Twitter and SEO: The Saga Continues

Quite recently, Twitter did something few in the industry expected: it changed its robots.txt file, and it had a dramatic impact on search results1. The robots.txt file is responsible for directing search engine bots to those pages that need to be indexed and conversely, preventing them from indexing other pages. Twitter has generally had quite a few SEO problems, namely the numerous links leading to one account, which leads to a dispersed PageRank for profile pages. But why is the change in the robots.txt file such a huge thing?

In 2009, the golden age of real-time searching, Google and Twitter entered into a deal whereby Twitter would export real-time data of its newsfeeds so that users could search tweets. This in turn was a result of the awful search function currently implemented by the website; users could not search for tweets which were more than seven days old. At the same time, Twitter entered into similar agreements with the other search engines, namely Yandex and Bing. However, later in 2011 Google was the only one that could not renew its agreement2, thus giving Yandex3 and Bing4 a notable advantage. One could argue that the negotiations falling through effectively brought about the end of Google Real Time Search.

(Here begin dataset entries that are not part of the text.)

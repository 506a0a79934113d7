//! Parameters structure for TrajGen

// ---------------------------------------------------------------------------
// IMPORTS
// ---------------------------------------------------------------------------

use serde::Deserialize;
use std::path::PathBuf;

// ---------------------------------------------------------------------------
// DATA STRUCTURES
// ---------------------------------------------------------------------------

/// Parameters for the trajectory generator.
///
/// Any field missing from the parameter file takes its default value.
#[derive(Debug, Clone, PartialEq, Deserialize)]
#[serde(default)]
pub struct Params {
    // ---- WINDOW ----
    /// Maximum number of waypoints in the published window.
    pub lookahead_wps: usize,

    /// Rate at which the window is regenerated and published.
    ///
    /// Units: hertz
    pub cycle_frequency_hz: f64,

    // ---- BRAKING ----
    /// Deceleration used to build the braking profile.
    ///
    /// Units: meters/second^2
    pub max_decel_ms2: f64,

    /// Number of waypoints before the stop line at which the vehicle should be stationary, keeps
    /// the front of the vehicle behind the line.
    pub stop_margin_wps: usize,

    /// Braking speeds below this value are set to zero.
    ///
    /// Units: meters/second
    pub min_speed_snap_ms: f64,

    // ---- PATH SOURCE ----
    /// Where the global path comes from.
    pub path_source: PathSource,

    /// Nominal speed given to every waypoint loaded from a file.
    ///
    /// Units: meters/second
    pub file_path_speed_ms: f64,
}

// ---------------------------------------------------------------------------
// ENUMERATIONS
// ---------------------------------------------------------------------------

/// Sources of the global path.
#[derive(Debug, Clone, PartialEq, Deserialize)]
pub enum PathSource {
    /// The path arrives as an input message
    Network,

    /// The path is loaded from a CSV file, relative to the software root, at startup
    File(PathBuf),
}

#[derive(Debug, thiserror::Error)]
pub enum ParamsError {
    #[error("lookahead_wps must be at least 1")]
    ZeroLookahead,

    #[error("cycle_frequency_hz must be positive and finite, found {0}")]
    InvalidFrequency(f64),

    #[error("max_decel_ms2 must be positive and finite, found {0}")]
    InvalidDecel(f64),

    #[error("min_speed_snap_ms must be non-negative and finite, found {0}")]
    InvalidSnapSpeed(f64),

    #[error("file_path_speed_ms must be non-negative and finite, found {0}")]
    InvalidFileSpeed(f64),
}

// ---------------------------------------------------------------------------
// IMPLEMENTATIONS
// ---------------------------------------------------------------------------

impl Params {
    /// Check the parameters are usable.
    pub fn validate(&self) -> Result<(), ParamsError> {
        if self.lookahead_wps == 0 {
            return Err(ParamsError::ZeroLookahead);
        }
        if !(self.cycle_frequency_hz.is_finite() && self.cycle_frequency_hz > 0.0) {
            return Err(ParamsError::InvalidFrequency(self.cycle_frequency_hz));
        }
        if !(self.max_decel_ms2.is_finite() && self.max_decel_ms2 > 0.0) {
            return Err(ParamsError::InvalidDecel(self.max_decel_ms2));
        }
        if !(self.min_speed_snap_ms.is_finite() && self.min_speed_snap_ms >= 0.0) {
            return Err(ParamsError::InvalidSnapSpeed(self.min_speed_snap_ms));
        }
        if !(self.file_path_speed_ms.is_finite() && self.file_path_speed_ms >= 0.0) {
            return Err(ParamsError::InvalidFileSpeed(self.file_path_speed_ms));
        }

        Ok(())
    }

    /// Target period of one cycle in seconds.
    pub fn cycle_period_s(&self) -> f64 {
        1.0 / self.cycle_frequency_hz
    }
}

impl Default for Params {
    fn default() -> Self {
        Self {
            lookahead_wps: 200,
            cycle_frequency_hz: 50.0,
            max_decel_ms2: 0.5,
            stop_margin_wps: 2,
            min_speed_snap_ms: 1.0,
            path_source: PathSource::Network,
            file_path_speed_ms: 10.0,
        }
    }
}
//! # Messages
//!
//! All messages are serialised as JSON before being sent over the network. Inbound data (pose,
//! global path, traffic waypoint) is wrapped in an [`InputMsg`], outbound data is a [`TrajWindow`].

// ------------------------------------------------------------------------------------------------
// MODULES
// ------------------------------------------------------------------------------------------------

mod lane;
mod pose;
mod window;

// ------------------------------------------------------------------------------------------------
// IMPORTS
// ------------------------------------------------------------------------------------------------

use chrono::{serde::ts_milliseconds, DateTime, Utc};
use serde::{Deserialize, Serialize};

pub use lane::*;
pub use pose::*;
pub use window::*;

// ------------------------------------------------------------------------------------------------
// CONSTANTS
// ------------------------------------------------------------------------------------------------

/// Value of the traffic waypoint signal meaning "no stop line ahead".
pub const NO_STOP_WP: i64 = -1;

// ------------------------------------------------------------------------------------------------
// STRUCTS
// ------------------------------------------------------------------------------------------------

/// Common message header.
#[derive(Debug, Clone, PartialEq, Serialize, Deserialize)]
pub struct Header {
    /// Sequence number assigned by the publisher
    pub seq: u64,

    /// UTC time at which the data was produced
    #[serde(with = "ts_milliseconds")]
    pub stamp: DateTime<Utc>,

    /// Name of the coordinate frame the data is expressed in
    pub frame_id: String,
}

// ------------------------------------------------------------------------------------------------
// ENUMS
// ------------------------------------------------------------------------------------------------

/// Messages that can be received by the trajectory generator.
#[derive(Debug, Clone, PartialEq, Serialize, Deserialize)]
pub enum InputMsg {
    /// Latest pose of the vehicle
    Pose(Pose),

    /// The global path to follow
    Lane(Lane),

    /// Index of the waypoint at which the vehicle must stop, or [`NO_STOP_WP`]
    TrafficWaypoint(i64),

    /// Request that the generator shuts down
    Shutdown,
}

// ------------------------------------------------------------------------------------------------
// IMPLS
// ------------------------------------------------------------------------------------------------

impl Header {
    /// Create a new header stamped with the current time.
    pub fn now(seq: u64, frame_id: &str) -> Self {
        Self {
            seq,
            stamp: Utc::now(),
            frame_id: frame_id.into(),
        }
    }
}

#[cfg(test)]
mod test {
    use super::*;

    #[test]
    fn test_input_msg_json() {
        let msg: InputMsg = serde_json::from_str(r#"{"TrafficWaypoint": 42}"#).unwrap();
        assert_eq!(msg, InputMsg::TrafficWaypoint(42));

        let msg: InputMsg = serde_json::from_str(r#""Shutdown""#).unwrap();
        assert_eq!(msg, InputMsg::Shutdown);
    }
}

The change in the robots.txt file is focused on allowing “/search,” or its tweets and hashtags. Unfortunately, the “/search/users”—the search function for user profiles—and “/search/*/grid”—the search function for photos and videos—are still unavailable for crawling. Although quite a large amount of tweets are left unaccounted for, Google will nevertheless be able to produce surprisingly interesting results, such as a page related to the Olympics5.

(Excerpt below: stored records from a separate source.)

//! Trajectory generator module state

// ---------------------------------------------------------------------------
// IMPORTS
// ---------------------------------------------------------------------------

// External
use log::{info, warn};
use serde::Serialize;

// Internal
use super::{decel, decel::StopRequest, loc, window, Params, ParamsError, PathStore, TrajGenError};
use comms_if::msg::{Lane, Pose, ProfileState, TrajWindow, NO_STOP_WP};
use util::{
    archive::{ArchiveError, Archived, Archiver},
    module::State,
    session::{self, Session},
};

// ---------------------------------------------------------------------------
// DATA STRUCTURES
// ---------------------------------------------------------------------------

pub struct TrajGen {
    params: Params,

    mode: GenMode,

    path: PathStore,

    /// Last pose received
    pose: Option<Pose>,

    /// Last traffic waypoint received
    traffic_wp: i64,

    report: StatusReport,

    arch_report: Archiver,
}

/// Input data to the module.
///
/// Each field holds the value received since the previous cycle, or `None` if nothing new
/// arrived. The module keeps the last pose and traffic waypoint it was given.
#[derive(Debug, Default, Clone)]
pub struct InputData {
    pub pose: Option<Pose>,

    pub lane: Option<Lane>,

    pub traffic_wp: Option<i64>,
}

#[derive(Debug, Default, Clone)]
pub struct OutputData {
    /// The window generated this cycle, `None` while waiting for a pose and path.
    pub window: Option<TrajWindow>,
}

/// The status report containing monitoring quantities for the cycle.
#[derive(Debug, Default, Clone, Serialize)]
pub struct StatusReport {
    /// Session time the report was made at
    pub time_s: f64,

    pub mode: GenMode,

    /// Index of the first waypoint of the window
    pub closest_idx: Option<usize>,

    pub window_len: usize,

    pub profile: ProfileState,

    /// Stop waypoint in use this cycle
    pub stop_idx: Option<usize>,

    /// Lowest effective speed in the window
    pub min_speed_ms: Option<f64>,

    /// Effective speed at the first waypoint of the window
    pub first_speed_ms: Option<f64>,

    /// True if the traffic waypoint was outside of the path and was ignored
    pub stale_stop: bool,
}

// ---------------------------------------------------------------------------
// ENUMERATIONS
// ---------------------------------------------------------------------------

/// Generator modes.
#[derive(Debug, Copy, Clone, PartialEq, Eq, Serialize)]
pub enum GenMode {
    /// Either the pose or the global path has not been received yet
    Waiting,

    /// Generating a window every cycle
    Running,
}

/// Potential errors that could occur during initialisation of the module.
#[derive(Debug, thiserror::Error)]
pub enum InitError {
    #[error("Invalid parameters: {0}")]
    InvalidParams(ParamsError),

    #[error("Could not create the status report archive: {0}")]
    ArchiveError(ArchiveError),
}

// ---------------------------------------------------------------------------
// IMPLEMENTATIONS
// ---------------------------------------------------------------------------

impl Default for GenMode {
    fn default() -> Self {
        GenMode::Waiting
    }
}

impl State for TrajGen {
    type InitData = Params;
    type InitError = InitError;

    type InputData = InputData;
    type OutputData = OutputData;
    type StatusReport = StatusReport;
    type ProcError = TrajGenError;

    /// Initialise the TrajGen module.
    ///
    /// Expected init data is the generator parameters. With a session the status reports are
    /// archived to `traj_gen/status_report.csv`.
    fn init(init_data: Self::InitData, session: Option<&Session>) -> Result<Self, Self::InitError> {
        init_data.validate().map_err(InitError::InvalidParams)?;

        let arch_report = match session {
            Some(s) => Archiver::from_path(s, "traj_gen/status_report.csv")
                .map_err(InitError::ArchiveError)?,
            None => Archiver::default(),
        };

        Ok(Self {
            params: init_data,
            mode: GenMode::Waiting,
            path: PathStore::Empty,
            pose: None,
            traffic_wp: NO_STOP_WP,
            report: StatusReport::default(),
            arch_report,
        })
    }

    /// Process trajectory generation.
    ///
    /// Processing involves:
    ///  1. Storing new inputs, loading the global path if this is the first one
    ///  1. Moving to `Running` once both a pose and path have been seen
    ///  1. Localising the vehicle on the path
    ///  1. Extracting the window ahead of the vehicle
    ///  1. Applying the braking profile if a stop is requested inside the window
    fn proc(
        &mut self,
        input_data: &Self::InputData,
    ) -> Result<(Self::OutputData, Self::StatusReport), Self::ProcError> {
        self.report = StatusReport {
            time_s: session::get_elapsed_seconds(),
            mode: self.mode,
            ..Default::default()
        };

        if let Some(pose) = input_data.pose {
            self.pose = Some(pose);
        }
        if let Some(wp) = input_data.traffic_wp {
            self.traffic_wp = wp;
        }

        if let Some(ref lane) = input_data.lane {
            match self.path.load(lane.clone()) {
                Ok(()) => info!("Global path loaded with {} waypoints", lane.len()),
                Err(TrajGenError::PathAlreadyLoaded) => {
                    warn!("Received another global path, it has been ignored")
                }
                Err(e) => return Err(e),
            }
        }

        if self.mode == GenMode::Waiting {
            if self.pose.is_some() && self.path.is_loaded() {
                info!("Pose and global path available, TrajGen running");
                self.mode = GenMode::Running;
                self.report.mode = self.mode;
            } else {
                return Ok((OutputData::default(), self.report.clone()));
            }
        }

        let window = self.generate()?;

        Ok((
            OutputData {
                window: Some(window),
            },
            self.report.clone(),
        ))
    }
}

impl Archived for TrajGen {
    fn write(&mut self) -> Result<(), ArchiveError> {
        self.arch_report.serialise(&self.report)
    }
}

impl TrajGen {
    pub fn mode(&self) -> GenMode {
        self.mode
    }

    pub fn params(&self) -> &Params {
        &self.params
    }

    /// Build the window for the current pose and stop request.
    fn generate(&mut self) -> Result<TrajWindow, TrajGenError> {
        let pose = self.pose.ok_or(TrajGenError::NotReady)?;
        let path = self.path.loaded()?;

        let stop = match StopRequest::from_raw(self.traffic_wp, path.len()) {
            Ok(s) => s,
            Err(e) => {
                warn!("{}, treating as no stop", e);
                self.report.stale_stop = true;
                StopRequest::None
            }
        };

        let closest_idx = loc::localise(&self.path, &pose.position2())?;

        let waypoints = window::extract(path.waypoints(), closest_idx, self.params.lookahead_wps);

        let (profile, points) = decel::profile(waypoints, closest_idx, stop, &self.params);

        let window = TrajWindow {
            header: path.header().clone(),
            closest_idx,
            profile,
            points,
        };

        self.report.closest_idx = Some(closest_idx);
        self.report.window_len = window.len();
        self.report.profile = profile;
        self.report.stop_idx = stop.index();
        self.report.first_speed_ms = window.points.first().map(|p| p.speed_ms);
        self.report.min_speed_ms = window.speeds().fold(None, |min, s| match min {
            Some(m) if m <= s => Some(m),
            _ => Some(s),
        });

        Ok(window)
    }
}

#[cfg(test)]
mod test {
    use super::*;
    use chrono::{TimeZone, Utc};
    use comms_if::msg::{Header, Waypoint};

    fn lane(n: usize, speed_ms: f64) -> Lane {
        Lane {
            header: Header {
                seq: 7,
                stamp: Utc.timestamp_millis(1_600_000_000_000),
                frame_id: "world".into(),
            },
            waypoints: (0..n)
                .map(|i| Waypoint::new(i as f64, 0.0, 0.0, speed_ms))
                .collect(),
        }
    }

    fn running_gen(n: usize, speed_ms: f64) -> TrajGen {
        let mut tg = TrajGen::init(Params::default(), None).unwrap();
        tg.proc(&InputData {
            pose: Some(Pose::from_xy_heading(0.0, 0.0, 0.0)),
            lane: Some(lane(n, speed_ms)),
            traffic_wp: None,
        })
        .unwrap();
        assert_eq!(tg.mode(), GenMode::Running);
        tg
    }

    #[test]
    fn test_waiting() {
        let mut tg = TrajGen::init(Params::default(), None).unwrap();

        // Nothing
        let (out, rpt) = tg.proc(&InputData::default()).unwrap();
        assert!(out.window.is_none());
        assert_eq!(rpt.mode, GenMode::Waiting);

        // Pose only
        let (out, _) = tg
            .proc(&InputData {
                pose: Some(Pose::from_xy_heading(0.0, 0.0, 0.0)),
                ..Default::default()
            })
            .unwrap();
        assert!(out.window.is_none());
        assert_eq!(tg.mode(), GenMode::Waiting);

        // Path arrives later, the stored pose is used
        let (out, rpt) = tg
            .proc(&InputData {
                lane: Some(lane(10, 5.0)),
                ..Default::default()
            })
            .unwrap();
        assert_eq!(rpt.mode, GenMode::Running);
        assert_eq!(out.window.unwrap().len(), 10);
    }

    #[test]
    fn test_empty_path_keeps_waiting() {
        let mut tg = TrajGen::init(Params::default(), None).unwrap();

        let res = tg.proc(&InputData {
            pose: Some(Pose::from_xy_heading(0.0, 0.0, 0.0)),
            lane: Some(lane(0, 5.0)),
            traffic_wp: None,
        });

        assert!(matches!(res, Err(TrajGenError::EmptyPath)));
        assert_eq!(tg.mode(), GenMode::Waiting);
    }

    #[test]
    fn test_invalid_params() {
        let mut params = Params::default();
        params.max_decel_ms2 = -1.0;
        assert!(matches!(
            TrajGen::init(params, None),
            Err(InitError::InvalidParams(_))
        ));
    }

    #[test]
    fn test_window_at_end_of_path() {
        let mut tg = running_gen(10, 5.0);

        let (out, rpt) = tg
            .proc(&InputData {
                pose: Some(Pose::from_xy_heading(4.8, 0.1, 0.0)),
                ..Default::default()
            })
            .unwrap();
        let win = out.window.unwrap();

        assert_eq!(win.closest_idx, 5);
        assert_eq!(win.len(), 5);
        assert_eq!(win.profile, ProfileState::Cruise);
        assert_eq!(win.header, lane(10, 5.0).header);
        assert_eq!(rpt.closest_idx, Some(5));
        assert_eq!(rpt.window_len, 5);
    }

    #[test]
    fn test_traffic_waypoint() {
        let mut tg = running_gen(300, 10.0);

        let (out, rpt) = tg
            .proc(&InputData {
                traffic_wp: Some(60),
                ..Default::default()
            })
            .unwrap();
        let win = out.window.unwrap();

        assert_eq!(win.profile, ProfileState::Braking);
        assert_eq!(rpt.stop_idx, Some(60));
        assert_eq!(rpt.min_speed_ms, Some(0.0));
        assert!(win.points[58..].iter().all(|p| p.speed_ms == 0.0));

        // The stop stays active until cleared
        let (out, _) = tg.proc(&InputData::default()).unwrap();
        assert_eq!(out.window.unwrap().profile, ProfileState::Braking);

        let (out, rpt) = tg
            .proc(&InputData {
                traffic_wp: Some(NO_STOP_WP),
                ..Default::default()
            })
            .unwrap();
        assert_eq!(out.window.unwrap().profile, ProfileState::Cruise);
        assert_eq!(rpt.stop_idx, None);
        assert_eq!(rpt.first_speed_ms, Some(10.0));
    }

    #[test]
    fn test_stale_stop_ignored() {
        let mut tg = running_gen(50, 10.0);

        let (out, rpt) = tg
            .proc(&InputData {
                traffic_wp: Some(500),
                ..Default::default()
            })
            .unwrap();

        assert!(rpt.stale_stop);
        assert_eq!(rpt.stop_idx, None);
        assert_eq!(out.window.unwrap().profile, ProfileState::Cruise);
    }

    #[test]
    fn test_second_path_ignored() {
        let mut tg = running_gen(50, 10.0);

        let (out, _) = tg
            .proc(&InputData {
                lane: Some(lane(500, 1.0)),
                ..Default::default()
            })
            .unwrap();
        let win = out.window.unwrap();

        assert_eq!(win.len(), 50);
        assert!(win.speeds().all(|s| s == 10.0));
    }

    #[test]
    fn test_infinite_pose_fails_tick() {
        let mut tg = running_gen(10, 5.0);

        let res = tg.proc(&InputData {
            pose: Some(Pose::from_xy_heading(std::f64::INFINITY, 0.0, 0.0)),
            ..Default::default()
        });

        assert!(matches!(res, Err(TrajGenError::InvalidPose)));
    }

    #[test]
    fn test_identical_inputs_identical_output() {
        let inputs = vec![
            InputData {
                pose: Some(Pose::from_xy_heading(0.0, 0.0, 0.0)),
                lane: Some(lane(300, 8.0)),
                traffic_wp: None,
            },
            InputData {
                pose: Some(Pose::from_xy_heading(12.3, -0.4, 0.1)),
                lane: None,
                traffic_wp: Some(90),
            },
        ];

        let run = || -> Vec<String> {
            let mut tg = TrajGen::init(Params::default(), None).unwrap();
            inputs
                .iter()
                .map(|i| {
                    let (out, _) = tg.proc(i).unwrap();
                    serde_json::to_string(&out.window.unwrap()).unwrap()
                })
                .collect()
        };

        assert_eq!(run(), run());
    }
}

However, it is questionable whether allowing search engines to crawl and index its search pages is a positive move. According to Google’s webmaster guidelines, websites should not index pages with dynamically created content that adds no value for users, such as results or catalogue pages6. And indeed, if one does a Twitter search on Google7, one will stumble onto millions (124 million7 to be precise) of searches in Twitter.

It could be argued that having access to the search history of Twitter is hardly something to be positive about; in fact, it could pollute the SERPs with irrelevant results. That is so because Twitter results pages change their composition in less than an hour; 17% of top 1,000 queries change between hours8, and their relevance is short-lived. Twitter simply churns out too much.

Thankfully, there is progress by the social media giant in exporting user tweets and searching reliably within tweet libraries9. The company has started building a tool to incorporate these functions. However, it warns that with 400 million tweets per day, it will be a herculean if not impossible task to provide results encompassing longer time periods. A practical application of this concept can be seen in Topsy10, one of the last real-time search engines. It can seek out and deliver tweets from previous dates with questionable accuracy. Why not try it out to see for yourself how many of your past tweets it detects?

On the topic of Twitter searching, it is worthwhile to mention that the social media company has recently upgraded its search functions to include an auto-complete function along with new filters. The auto-complete function suggests currently topical queries so that you know just what is trending on the web at that particular time. The additional filter is called, “People you follow,” which will help you to hone in on tweets you might have seen recently or expect to see. Additionally, Twitter is able to correct your spelling mistakes.